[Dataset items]

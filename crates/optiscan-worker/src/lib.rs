#![forbid(unsafe_code)]
#![cfg_attr(docsrs, feature(doc_cfg))]
#![doc = include_str!("../README.md")]

mod error;
pub mod handler;
pub mod service;

pub use error::{Result, WorkerError};
pub use handler::RecognitionWorker;
pub use service::{WorkerConfig, WorkerState};
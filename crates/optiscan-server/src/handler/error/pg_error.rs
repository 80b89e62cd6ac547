//! Database error to HTTP error conversion.

use optiscan_postgres::PgError;

use crate::handler::{Error, ErrorKind};

/// Tracing target for database error conversions.
const TRACING_TARGET: &str = "optiscan_server::pg_error";

impl From<PgError> for Error<'static> {
    fn from(error: PgError) -> Self {
        if let Some(constraint) = error.constraint() {
            tracing::warn!(
                target: TRACING_TARGET,
                constraint = constraint,
                error = %error,
                "query hit a constraint violation"
            );
            return ErrorKind::Conflict.into_error();
        }

        tracing::error!(target: TRACING_TARGET, error = %error, "database error");
        ErrorKind::InternalServerError.with_message("Database operation failed")
    }
}

#[cfg(test)]
mod tests {
    use super::*;

    #[test]
    fn database_failures_are_distinct_from_storage_failures() {
        let database: Error<'static> =
            PgError::Unexpected("connection pool exhausted".into()).into();
        let storage: Error<'static> = optiscan_core::Error::io().into();

        assert_eq!(database.kind(), ErrorKind::InternalServerError);
        assert_eq!(database.message(), Some("Database operation failed"));
        assert_ne!(database.message(), storage.message());
    }
}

> _GOAL OF THE EXERCISE_: Write out exactly the lines between the start of the entries and the line containing "impl From<PgError> for", including that line and the first one.

> _RESPONSE TO THIS EXERCISE_:
filename crates/optiscan-worker/src/lib.rs
#![forbid(unsafe_code)]
#![cfg_attr(docsrs, feature(doc_cfg))]
#![doc = include_str!("../README.md")]

mod error;
pub mod handler;
pub mod service;

pub use error::{Result, WorkerError};
pub use handler::RecognitionWorker;
pub use service::{WorkerConfig, WorkerState};
filename crates/optiscan-server/src/handler/error/pg_error.rs
repository 80b89e62cd6ac547
//! Database error to HTTP error conversion.

use optiscan_postgres::PgError;

use crate::handler::{Error, ErrorKind};

/// Tracing target for database error conversions.
const TRACING_TARGET: &str = "optiscan_server::pg_error";

impl From<PgError> for Error<'static> {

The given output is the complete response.